High-dimensional image recognition technology allows PCs to understand pictures

In recent years, computer graphics and image processing technology has made breakthrough progress, and more and more amazing graphics processing software has emerged in personal PCs. With the latest research in the field of mathematics, personal computers have begun to learn to "see". Figure, read the text, identify the building.

PC learns pure 泶

The traditional PC image recognition technology is mainly based on the statistical principle. It mainly relies on analyzing the characteristics of visual data, and extracts these characteristics by mathematical analysis such as statistical modeling to be finally applied to the actual image processing. This image recognition technology is still the current mainstream, widely used in OCR text recognition, face recognition, image processing and other fields. However, this traditional method of mathematical analysis has many limitations, such as the high quality of the picture, which is not improved until the new mathematical model appears. In the “Fashion Technology” section of CHIP in May 2010, we introduced a new development of PC image recognition technology. In 2009, some mathematicians represented by Chinese-American mathematician Tao Zhexuan took the lead in discovering some previously recognized difficult (NP-hard) combination problems in high-dimensional space, which can be solved by a series of efficient convex optimization algorithms. The resulting mathematical model can be used to solve the problems faced by current visual computing, and the final calculation results are very satisfactory.

Researchers at Microsoft Research Asia used this mathematical idea to make a big breakthrough in the field of image recognition. Even with this new mathematical model, faces with masks or sunglasses can be read and recognized by PCs. Recently, researchers at Microsoft Research have made new progress in this area of ​​technology. They have enabled PCs to see "understand" buildings, or have the ability to "recognize" words and correct distorted or distorted text.

Reading the picture begins with understanding the structure

PC learns pure 泶

Traditional 2D image recognition technology relies more on image feature points to work. It first obtains the most representative points in the image by statistical means, and then tries to find these features when encountering new images. Point and compare the found points with the original statistical feature points. This technique works well when the picture quality is excellent and there is no distortion. However, the reality is that when we take pictures, we can't get qualified images because of the light, the location and so on, which greatly limits the development of this image recognition technology.

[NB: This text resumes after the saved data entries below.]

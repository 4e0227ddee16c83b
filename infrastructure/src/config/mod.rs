//! Configuration loading for ecogroup
//!
//! Handles file discovery, merging and per-run overrides.
//! The priority order (highest to lowest):
//!
//! 1. `--config <path>` specified file
//! 2. Project root: `./ecogroup.toml` or `./.ecogroup.toml`
//! 3. Global: `$XDG_CONFIG_HOME/ecogroup/config.toml`
//! 4. `ECOGROUP_` environment variables
//! 5. Default values
//!
//! `ai_config.json` in a run directory is applied on top for that run.

mod file_config;
mod loader;
mod run_settings;

pub use file_config::{
    FileAnalysisConfig, FileClassificationConfig, FileConfig, FileOracleConfig, FileOutputConfig,
    FileRetryConfig, FileValidationConfig,
};
pub use loader::ConfigLoader;
pub use run_settings::{GroupingTemplateSetting, RunSettings};
//! Command-line interface definitions

pub mod commands;
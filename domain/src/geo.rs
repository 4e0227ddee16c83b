//! Study area geometry and its textual description

use crate::core::error::DomainError;
use serde::{Deserialize, Serialize};
use serde_json::Value;

/// Axis-aligned extent of a study area in degrees.
#[derive(Debug, Clone, Copy, PartialEq, Serialize, Deserialize)]
pub struct BoundingBox {
    pub min_lon: f64,
    pub max_lon: f64,
    pub min_lat: f64,
    pub max_lat: f64,
}

impl BoundingBox {
    /// Extent of every Polygon / MultiPolygon exterior ring in a
    /// FeatureCollection. Other geometry types are ignored.
    pub fn from_geojson(geojson: &Value) -> Result<Self, DomainError> {
        let features = geojson
            .get("features")
            .and_then(Value::as_array)
            .ok_or_else(|| DomainError::InvalidGeoJson("missing 'features' array".to_string()))?;

        let mut bbox: Option<BoundingBox> = None;
        for geometry in features.iter().filter_map(|f| f.get("geometry")) {
            let coordinates = geometry.get("coordinates");
            let rings: Vec<&Value> = match geometry.get("type").and_then(Value::as_str) {
                Some("Polygon") => coordinates
                    .and_then(|c| c.get(0))
                    .into_iter()
                    .collect(),
                Some("MultiPolygon") => coordinates
                    .and_then(Value::as_array)
                    .map(|polys| polys.iter().filter_map(|p| p.get(0)).collect())
                    .unwrap_or_default(),
                _ => continue,
            };

            for point in rings.iter().filter_map(|r| r.as_array()).flatten() {
                let (Some(lon), Some(lat)) = (
                    point.get(0).and_then(Value::as_f64),
                    point.get(1).and_then(Value::as_f64),
                ) else {
                    continue;
                };
                bbox = Some(match bbox {
                    None => BoundingBox {
                        min_lon: lon,
                        max_lon: lon,
                        min_lat: lat,
                        max_lat: lat,
                    },
                    Some(b) => BoundingBox {
                        min_lon: b.min_lon.min(lon),
                        max_lon: b.max_lon.max(lon),
                        min_lat: b.min_lat.min(lat),
                        max_lat: b.max_lat.max(lat),
                    },
                });
            }
        }

        bbox.ok_or_else(|| DomainError::InvalidGeoJson("no polygon coordinates found".to_string()))
    }
}

/// Oracle description of a study area.
#[derive(Debug, Clone, Default, PartialEq, Serialize, Deserialize)]
pub struct AreaDescription {
    pub region: String,
    pub ecosystem_type: String,
    pub description: String,
}

impl AreaDescription {
    /// Parse the `REGION:` / `ECOSYSTEM_TYPE:` / `DESCRIPTION:` reply.
    ///
    /// `DESCRIPTION` runs to the end of the text. Without any label the
    /// whole reply becomes the description.
    pub fn parse(reply: &str) -> Self {
        let mut area = AreaDescription::default();
        let mut description_lines: Option<Vec<&str>> = None;

        for line in reply.lines() {
            let trimmed = line.trim();
            if let Some(lines) = description_lines.as_mut() {
                lines.push(trimmed);
            } else if let Some(rest) = trimmed.strip_prefix("REGION:") {
                area.region = rest.trim().to_string();
            } else if let Some(rest) = trimmed.strip_prefix("ECOSYSTEM_TYPE:") {
                area.ecosystem_type = rest.trim().to_string();
            } else if let Some(rest) = trimmed.strip_prefix("DESCRIPTION:") {
                description_lines = Some(vec![rest.trim()]);
            }
        }

        area.description = match description_lines {
            Some(lines) => lines.join("\n").trim().to_string(),
            None if area.region.is_empty() && area.ecosystem_type.is_empty() => {
                reply.trim().to_string()
            }
            None => String::new(),
        };
        area
    }
}

#[cfg(test)]
mod tests {
    use super::*;
    use serde_json::json;

    #[test]
    fn test_bbox_over_polygons() {
        let geojson = json!({
            "type": "FeatureCollection",
            "features": [
                {"geometry": {"type": "Polygon", "coordinates": [[[1.0, 50.0], [3.0, 52.0], [2.0, 49.5]]]}},
                {"geometry": {"type": "MultiPolygon", "coordinates": [[[[-1.0, 55.0], [0.0, 56.0]]]]}},
                {"geometry": {"type": "Point", "coordinates": [100.0, 0.0]}}
            ]
        });
        let bbox = BoundingBox::from_geojson(&geojson).unwrap();
        assert_eq!(bbox.min_lon, -1.0);
        assert_eq!(bbox.max_lon, 3.0);
        assert_eq!(bbox.min_lat, 49.5);
        assert_eq!(bbox.max_lat, 56.0);
    }

    #[test]
    fn test_bbox_without_polygons_is_error() {
        let geojson = json!({"features": []});
        assert!(BoundingBox::from_geojson(&geojson).is_err());
        assert!(BoundingBox::from_geojson(&json!({})).is_err());
    }

    #[test]
    fn test_area_description_parse() {
        let reply = "REGION: North Sea\nECOSYSTEM_TYPE: temperate shelf\nDESCRIPTION: Shallow sea.\nStrong tides.";
        let area = AreaDescription::parse(reply);
        assert_eq!(area.region, "North Sea");
        assert_eq!(area.ecosystem_type, "temperate shelf");
        assert_eq!(area.description, "Shallow sea.\nStrong tides.");
    }

    #[test]
    fn test_area_description_unlabelled() {
        let area = AreaDescription::parse("  A cold fjord system. ");
        assert_eq!(area.description, "A cold fjord system.");
        assert!(area.region.is_empty());
    }
}
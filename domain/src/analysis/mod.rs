//! Consistency analysis domain
//!
//! Statistics comparing the outputs of repeated classification runs:
//! species consistency, group stability, and diet interaction stability.

mod consistency;
mod diet;
mod report;
pub mod stats;

pub use consistency::{
    ConsistencyAnalysis, ConsistencyRecord, GroupStabilityRecord, IterationAssignments, jaccard,
};
pub use diet::{
    DIET_MATRIX_ORIENTATION, DietMatrix, InteractionAnalysis, InteractionStabilityRecord,
    stability_score,
};
pub use report::{
    AnalysisThresholds, IncompleteIteration, RegionAnalysis, RegionSummary, ValidationReport,
};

Researchers at Microsoft Research Asia have tried to solve this problem using high-dimensional mathematical models and optimization tools. Simply understand that high-dimensional mathematical models use a matrix model that helps us to look at objects in an image as a whole, rather than just acquiring local feature points as in traditional techniques, which is more like seeking the whole of objects in an image. Symmetry and regularity. For example, the windows of a typical building are all straight rectangles, and the table is always square and has 4 legs. With these rules, even if the picture can only provide limited information, the PC can more easily identify the objects in the picture. In the high-dimensional mathematical model, the data input to each point can be used to predict a certain regularity, so this high-dimensional image recognition technology can use almost every pixel in the image to obtain the overall rule of the object in the image. Structure, which means that only a small portion of the image can be used to correct and identify objects in the image. For example, in the traditional image recognition technology, the image area of ​​100&TImes;100 often does not provide much feature point data, but in high-dimensional image recognition technology, this means that nearly 10,000 pixels can be used to acquire images. Rule structure information.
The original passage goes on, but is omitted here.